Quantum non-unitary transformation?

Question

Let us say that I apply a non-unitary transformation $\def\ket#1{| #1\rangle} \def\braket#1#2{\langle #1|#2\rangle} \hat A$ to the ket's: $$\ket{\psi} \rightarrow \hat A \ket{\psi}$$ $$\ket{\phi}\rightarrow \hat A \ket{\phi}$$ Clearly in this case the probability: $$P=|\braket{\phi}{\psi}|^2$$ Will change. What physically is going on here? i.e. why for unitary operators we can perform such a transformation but for non-unitary operators we can't?

Answer 1

I see two sides to your question, in addition to what was already pointed out in comments:

1. For a transformation to preserve the scalar product for any pair of kets $|\psi\rangle$, $|\phi\rangle$ in the Hilbert space, it is sufficient that it be an orthogonal transformation: Say $U$ is such a transformation. If $\lbrace |\psi_n\rangle \rbrace_n$ is an orthonormal basis set, then $U$ must be such that
   $$ \langle \psi_m | U^\dagger U | \psi_n \rangle = \langle \psi_m | \psi_n \rangle \equiv \langle \psi_m | I | \psi_n \rangle = \delta_{mn},\;\;\;\forall\;m,n $$ which means $$ U^\dagger U = I $$ and so $U$ is orthogonal. Note that unitary transformations also satisfy $U U^\dagger = I$.

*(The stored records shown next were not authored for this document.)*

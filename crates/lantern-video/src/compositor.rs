use crate::canvas::DrawingTarget;
use crate::context::DrawingContext;
use crate::layer::LightmapFilter;
use crate::renderer::Renderer;

/// Replays a drawing context into a renderer, compositing the lightmap.
///
/// Lit frame (ambient light is not white):
/// 1. light canvas, all layers, into the lightmap (cleared to the ambient color)
/// 2. color canvas below `Layer::LIGHTMAP` into the colormap
/// 3. lightmap multiplied over the colormap
/// 4. color canvas at and above `Layer::LIGHTMAP` (HUD, GUI) on top
///
/// Unlit frame: the color canvas in one pass.
#[derive(Debug, Default, Copy, Clone)]
pub struct Compositor;

impl Compositor {
    pub fn render<R: Renderer + ?Sized>(context: &mut DrawingContext, renderer: &mut R) {
        let use_lightmap = context.use_lightmap();
        let ambient = context.ambient_color();
        let (color, light) = context.canvases_mut();

        if use_lightmap {
            renderer.start_draw(DrawingTarget::Lightmap, Some(ambient));
            light.render(renderer, LightmapFilter::All);
            renderer.end_draw();

            renderer.start_draw(DrawingTarget::Colormap, None);
            color.render(renderer, LightmapFilter::BelowLightmap);
            renderer.composite_lightmap();
            color.render(renderer, LightmapFilter::AboveLightmap);
            renderer.end_draw();
        } else {
            renderer.start_draw(DrawingTarget::Colormap, None);
            color.render(renderer, LightmapFilter::All);
            renderer.end_draw();
        }

        log::trace!(
            "composited frame: {} color + {} light requests (lightmap {})",
            color.len(),
            light.len(),
            if use_lightmap { "on" } else { "off" }
        );
    }
}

2. When you apply a non-orthogonal or non-unitary transformation $V$, the scalar product of the transformed kets amounts to $$ \langle \phi | V^\dagger V | \psi \rangle \neq \langle \phi | \psi \rangle $$ But note that this is actually a matrix element for the hermitian operator, and so potentially the observable, $V^\dagger V$. One ubiquitous example: the annihilation operator $\hat a$ for a many-particle system. It is not hermitian, does not preserve the scalar product, but the scalar product of the transformed kets gives a matrix element of the occupation number, which is not the corresponding amplitude: $$ \langle \phi | {\hat a}^\dagger {\hat a} | \psi \rangle \neq \langle \phi | \psi \rangle $$

Answer 2

A nonunitary operator can be thought of as the sum of unitary and antiunitary operators. So let me let $T = aU + bA$, a, b = normalization constants, and we evaluate $$ \langle T\phi|T\psi\rangle = \langle\phi|T^\dagger T|\psi\rangle. $$ The product is $T^\dagger T = U^\dagger U + U^\dagger A + A^\dagger U + A^\dagger A$. The unitary operator is easy $U^\dagger U = 1$. For $A^\dagger A$ we have $$ \langle\phi|A^\dagger A|\psi\rangle = \langle\psi|\phi\rangle. $$ For $A^\dagger U$ we have $$ \langle\phi|A^\dagger U|\psi\rangle = \overline{\langle\phi|AU|\psi\rangle} $$ and similarly $$ \langle\phi|U^\dagger A|\psi\rangle = \overline{\langle\psi |UA^\dagger|\phi\rangle} = \langle\psi |AU|\phi\rangle $$ The probability will then be a rather long summ $$ P = \langle T\phi|T\psi\rangle = |a|^2|\langle\psi|\phi\rangle|^2 + b^2|\langle\phi|\psi\rangle|^2 = (|a|^2 + |b|^2)|\langle\psi|\phi\rangle|^2 $$ where $|a|^2 + |b|^2 = 1$.